Guides·9 min read

Document Retention Rules for Quality Certificates: What to Keep and for How Long

Quick Answer

Quick Answer

Document retention rules for quality certificates vary by standard, jurisdiction, and application. ASME pressure vessel records require a minimum of 25 years in most jurisdictions. ISO 9001 requires organizations to define periods appropriate to their context. FDA-regulated applications require retention for the life of the product plus a regulatory period. Define your policy by product category and document it.

Retention policy is the most commonly underdefined aspect of quality document management. Organizations implement good receiving inspection and certificate verification processes — then have no documented rule for how long those records must be kept, and no enforcement mechanism to prevent accidental deletion.

The consequence is discovered years later, when a customer requests historical certification for equipment still in service, or when a regulator asks for records from a production run that occurred a decade ago.

This guide consolidates retention requirements across the major standards and frameworks relevant to metals and fabrication quality certificates.
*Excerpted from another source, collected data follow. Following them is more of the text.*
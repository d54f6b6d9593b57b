//! Snapshot provider backed by a single schema file

use std::path::{Path, PathBuf};
use std::time::Instant;

use async_trait::async_trait;
use schemasync_core::contracts::SnapshotProvider;
use schemasync_core::errors::ExError;
use schemasync_core::model::SchemaSnapshot;
use schemasync_core::{log_op_end, log_op_error, log_op_start};

use crate::errors::{io_error, Result, OP_READ_SNAPSHOT_FILE};
use crate::snapshot_file::parser::{parse_snapshot_str, FileFormat};

/// A YAML or JSON snapshot file on disk
#[derive(Debug, Clone)]
pub struct SnapshotFile {
    path: PathBuf,
    format: FileFormat,
}

impl SnapshotFile {
    /// # Errors
    ///
    /// `InvalidInput` if the extension is not a supported format.
    pub fn new(path: impl Into<PathBuf>) -> Result<Self> {
        let path = path.into();
        let format = FileFormat::from_path(&path)?;
        Ok(Self { path, format })
    }

    pub fn path(&self) -> &Path {
        &self.path
    }

    pub fn format(&self) -> FileFormat {
        self.format
    }

    async fn read(&self) -> Result<SchemaSnapshot> {
        let content = tokio::fs::read_to_string(&self.path)
            .await
            .map_err(|e| io_error(OP_READ_SNAPSHOT_FILE, &self.path, e))?;
        parse_snapshot_str(&content, self.format)
    }
}

#[async_trait]
impl SnapshotProvider for SnapshotFile {
    async fn load_snapshot(&self) -> std::result::Result<SchemaSnapshot, ExError> {
        let start = Instant::now();
        log_op_start!(OP_READ_SNAPSHOT_FILE, path = %self.path.display());

        match self.read().await {
            Ok(snapshot) => {
                log_op_end!(
                    OP_READ_SNAPSHOT_FILE,
                    duration_ms = start.elapsed().as_millis() as u64,
                    objects = snapshot.len() as u64
                );
                Ok(snapshot)
            }
            Err(err) => {
                log_op_error!(
                    OP_READ_SNAPSHOT_FILE,
                    err.clone(),
                    duration_ms = start.elapsed().as_millis() as u64
                );
                Err(err)
            }
        }
    }

    fn describe(&self) -> String {
        format!("file:{}", self.path.display())
    }
}

#[cfg(test)]
mod tests {
    use super::*;
    use schemasync_core::errors::ExErrorKind;
    use tempfile::TempDir;

    #[tokio::test]
    async fn test_missing_file_is_not_found_with_read_op() {
        let dir = TempDir::new().unwrap();
        let file = SnapshotFile::new(dir.path().join("absent.yaml")).unwrap();
        let err = file.load_snapshot().await.unwrap_err();
        assert_eq!(err.kind(), ExErrorKind::NotFound);
        assert_eq!(err.op(), Some(OP_READ_SNAPSHOT_FILE));
    }

    #[tokio::test]
    async fn test_load_yaml_file() {
        let dir = TempDir::new().unwrap();
        let path = dir.path().join("schema.yml");
        std::fs::write(
            &path,
            "schema_version: 1\ntables:\n  - name: Events\nfunctions:\n  - name: F\n    body: Events\n",
        )
        .unwrap();
        let file = SnapshotFile::new(&path).unwrap();
        let snapshot = file.load_snapshot().await.unwrap();
        assert_eq!(snapshot.len(), 2);
        assert!(file.describe().ends_with("schema.yml"));
    }
}
//! Typed difference model.

use serde::Serialize;
use std::fmt;

use crate::model::{ObjectKind, SchemaObject};

/// How one object diverges between source and target
#[derive(Debug, Clone, Copy, PartialEq, Eq, PartialOrd, Ord, Hash, Serialize)]
#[serde(rename_all = "snake_case")]
pub enum DifferenceKind {
    /// Exists in the source only; reconciled by create
    OnlyInSource,
    /// Exists in the target only; reconciled by delete (if the policy allows)
    OnlyInTarget,
    /// Exists on both sides with different definitions; reconciled by alter
    Modified,
}

impl DifferenceKind {
    /// Presentation order within one object kind
    pub const ORDER: [DifferenceKind; 3] = [
        DifferenceKind::OnlyInSource,
        DifferenceKind::OnlyInTarget,
        DifferenceKind::Modified,
    ];

    pub fn as_str(&self) -> &'static str {
        match self {
            DifferenceKind::OnlyInSource => "only_in_source",
            DifferenceKind::OnlyInTarget => "only_in_target",
            DifferenceKind::Modified => "modified",
        }
    }

    /// Single-character marker used in summaries: `+` create, `-` delete, `~` alter
    pub fn marker(&self) -> char {
        match self {
            DifferenceKind::OnlyInSource => '+',
            DifferenceKind::OnlyInTarget => '-',
            DifferenceKind::Modified => '~',
        }
    }
}

impl fmt::Display for DifferenceKind {
    fn fmt(&self, f: &mut fmt::Formatter<'_>) -> fmt::Result {
        f.write_str(self.as_str())
    }
}

/// One divergence between source and target
///
/// `object` is the wanted definition: the source's for `OnlyInSource` and
/// `Modified`, the target's (the one to remove) for `OnlyInTarget`. The
/// object kind and name are read from it and cannot disagree with it.
#[derive(Debug, Clone, PartialEq, Eq, Hash, Serialize)]
pub struct SchemaDifference {
    kind: DifferenceKind,
    object_kind: ObjectKind,
    name: String,
    object: SchemaObject,
}

impl SchemaDifference {
    pub fn new(kind: DifferenceKind, object: SchemaObject) -> Self {
        Self {
            kind,
            object_kind: object.kind(),
            name: object.name().to_string(),
            object,
        }
    }

    pub fn kind(&self) -> DifferenceKind {
        self.kind
    }

    pub fn object_kind(&self) -> ObjectKind {
        self.object_kind
    }

    pub fn name(&self) -> &str {
        &self.name
    }

    pub fn object(&self) -> &SchemaObject {
        &self.object
    }

    /// True for differences reconciled by create-or-alter
    pub fn is_write(&self) -> bool {
        matches!(
            self.kind,
            DifferenceKind::OnlyInSource | DifferenceKind::Modified
        )
    }
}

impl fmt::Display for SchemaDifference {
    fn fmt(&self, f: &mut fmt::Formatter<'_>) -> fmt::Result {
        write!(f, "{} '{}' ({})", self.object_kind, self.name, self.kind)
    }
}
Why Retention Policy Must Be Explicit and Documented

The absence of a documented retention policy creates two types of risk:

Under-retention risk: Records are deleted or lost before the required period expires. Under audit or during a warranty claim, you cannot produce records that should have been preserved. This is a quality system non-conformance and may have legal and financial consequences.

Over-retention risk: Records are kept indefinitely, with no disposal process. This creates storage costs, data management complexity, and in some regulated environments (privacy regulations, GDPR), retaining personal data beyond the required period is itself non-compliant.

A documented retention policy, implemented in your records management system, resolves both risks by defining the required period by record type and enforcing consistent archival and disposal decisions.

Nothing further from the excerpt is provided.